In developing countries, most HIV-infected individuals are not aware of their serostatus, nor, even when voluntary testing and counseling facilities provide access to testing, are they able to initiate antiretroviral therapy. Recommendations for three- or four-drug antiretroviral regimens (often costing thousands of dollars a month) have little bearing on the 30 to 40 million people infected with HIV in countries where the per capita health expenditures are less than $10 and individual or family incomes are, at best, several hundred dollars per month. Furthermore the infrastructure and testing that accompanies antiretroviral drug therapy, including viral load and CD4 measurements, adherence counseling, management of side effects and toxicities, and the capacity to closely monitor patients switching and substituting drugs, are clearly not within the immediate reach of most patients in developing countries. In countries that may be able to afford antiretroviral therapy for some of their HIV-infected citizens, questions about the durability and long-term consequences of therapy and the optimal use of less expensive nuc leoside combinations are complicated by the specter of widespread drug resistance. In general, efforts in less developed countries have focused on testing and counseling as prevention measures, where it is hoped that information, education and communication about HIV will change individual behaviors and slow transmission.
The one use of antiretroviral drugs as part of a structured prevention program is their application to vertical, or mother-to-child transmission. A series of studies completed in Thailand, the Ivory Coast, and Central African Republic provides evidence that 2-3 weeks of zidovudine, administered in late pregnancy and through labor reduces infection in infants by 40-50% [1-3]. The recent findings from the HIVNET 012 study in Uganda show that a single, 200 mg dose of nevirapine administered to the mother at the time of delivery, plus an additional dose provided to the infant in the first day of life, effected a nearly 50% reduction in transmission [4]. The demonstration that a short-course or single-dose prophylactic drug treatment can halve the rate of mother- to-child transmission has been hailed as an important step in the prevention of infant infection and pediatric AIDS. There are, nonetheless, complex issues that emerge as a result of this triumph, including the capacity of social structures to care for uninfected, but potentially orphaned children, the moral dilemma of providing antiretrovirals only for prevention when adults and infants with HIV infection are not able to access treatment, and problems of cost and the logistics of screening all pregnant women and delivering therapy while assuring confidentiality.
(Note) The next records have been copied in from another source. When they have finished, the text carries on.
//! Board configuration - every geometric and physics constant in one place.
//!
//! Defaults are the reference board: 12 columns x 12 rows of 20px-radius
//! bubbles, match-3, 10/20 points for popped/dropped bubbles.

use bevy::{log::warn, math::DVec2};
use serde::{Deserialize, Serialize};
use std::{fs, path::Path};

use super::{error::LoadError, hex::HexLayout};

/// Vertical distance between hex rows as a fraction of the bubble diameter (~sqrt(3)/2).
pub const HEX_ROW_SPACING: f64 = 0.866;

/// Tunable board parameters.
///
/// Every field has a default, so a config file only needs the keys it overrides.
#[derive(Debug, Clone, Serialize, Deserialize, PartialEq)]
#[serde(default)]
pub struct BoardConfig {
    /// Bubble radius in pixels. Projectiles share it.
    pub radius: f64,
    /// Columns on even rows. Odd rows hold one fewer.
    pub columns: i32,
    /// Number of rows on the board.
    pub rows: i32,
    pub left_margin: f64,
    pub top_margin: f64,
    /// Row spacing factor, see [`HEX_ROW_SPACING`].
    pub row_spacing: f64,
    /// Minimum connected same-color group that pops.
    pub match_threshold: usize,
    /// Added to `pop_progress` every tick.
    pub pop_increment: f64,
    /// Added to `fall_velocity` every tick.
    pub gravity: f64,
    /// Falling bubbles are removed once they are this far below the board top.
    pub fall_bound: f64,
    /// Pixels travelled by a projectile per tick.
    pub projectile_speed: f64,
    /// Ticks between a pop and the detachment check it schedules.
    pub detach_delay_frames: u64,
    /// The game is lost once an attached bubble's center is below this y.
    pub lose_line_y: f64,
    pub points_per_pop: u32,
    pub points_per_drop: u32,
    /// Maximum shooter angle from vertical, in radians.
    pub max_aim_angle: f64,
    /// Distance from the board top to the shooter origin.
    pub shooter_offset: f64,
}

impl Default for BoardConfig {
    fn default() -> Self {
        Self {
            radius: 20.0,
            columns: 12,
            rows: 12,
            left_margin: 0.0,
            top_margin: 0.0,
            row_spacing: HEX_ROW_SPACING,
            match_threshold: 3,
            pop_increment: 0.1,
            gravity: 0.5,
            fall_bound: 500.0,
            projectile_speed: 10.0,
            // ~100ms at 60 ticks per second
            detach_delay_frames: 6,
            lose_line_y: 380.0,
            points_per_pop: 10,
            points_per_drop: 20,
            max_aim_angle: 1.3,
            shooter_offset: 460.0,
        }
    }
}

impl BoardConfig {
    pub fn diameter(&self) -> f64 {
        self.radius * 2.0
    }

    /// The coordinate mapper for this board.
    pub fn layout(&self) -> HexLayout {
        HexLayout {
            radius: self.radius,
            columns: self.columns,
            rows: self.rows,
            left_margin: self.left_margin,
            top_margin: self.top_margin,
            row_spacing: self.row_spacing,
        }
    }

    pub fn left_wall(&self) -> f64 {
        self.left_margin
    }

    pub fn right_wall(&self) -> f64 {
        self.left_margin + self.columns as f64 * self.diameter()
    }

    /// The y past which falling bubbles and stray projectiles are removed.
    pub fn lower_bound(&self) -> f64 {
        self.top_margin + self.fall_bound
    }

    /// Where projectiles are launched from: horizontally centered below the grid.
    pub fn shooter_origin(&self) -> DVec2 {
        DVec2::new(
            (self.left_wall() + self.right_wall()) / 2.0,
            self.top_margin + self.shooter_offset,
        )
    }

    /// Parse a config from JSON text.
    pub fn from_json_str(json: &str, path: &Path) -> Result<Self, LoadError> {
        serde_json::from_str(json).map_err(|source| LoadError::Json {
            path: path.to_path_buf(),
            source,
        })
    }

    /// Read a config file.
    pub fn load(path: &Path) -> Result<Self, LoadError> {
        let contents = fs::read_to_string(path).map_err(|source| LoadError::Io {
            path: path.to_path_buf(),
            source,
        })?;
        Self::from_json_str(&contents, path)
    }

    /// Read a config file, falling back to the reference board on any failure.
    pub fn load_or_default(path: &Path) -> Self {
        match Self::load(path) {
            Ok(config) => config,
            Err(e) => {
                warn!("Using default board config: {}", e);
                Self::default()
            }
        }
    }
}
New findings from a pilot study of single-dose nevirapine [5] indicate that drug resistance may impact both of these strategies to reduce vertical transmission. Briefly, in a study of 14 women who had received single-dose nevirapine, Becker-Pergola found that 3/14 women studied 6 weeks after therapy had genotypic evidence of high-level nevirapine resistance in their plasma HIV RNA, with a majority or significant fraction of plasma virus containing the K103N mutation. While it is surprising that a single dose of nevirapine was capable of exerting selection pressure on plasma viremia, this is likely a consequence of the extraordinarily long half-life of nevirapine upon initial dosing, before the induction of hepatic enzymes that speed metabolism. Thus, women receiving a single dose experienced a lengthy exposure (perhaps as long as 1-2 weeks) to active, but diminishing concentrations of nevirapine, creating selective pressures similar to those associated with NNRTI monotherapy. These observations are paralleled by a recent paper by Seth Welles and the Women and Infants Transmission Study Group, in which, among women exposed to zidovudine during pregnancy, the investigators found that zidovudine resistance mutations were associated with increased risk for transmission [6].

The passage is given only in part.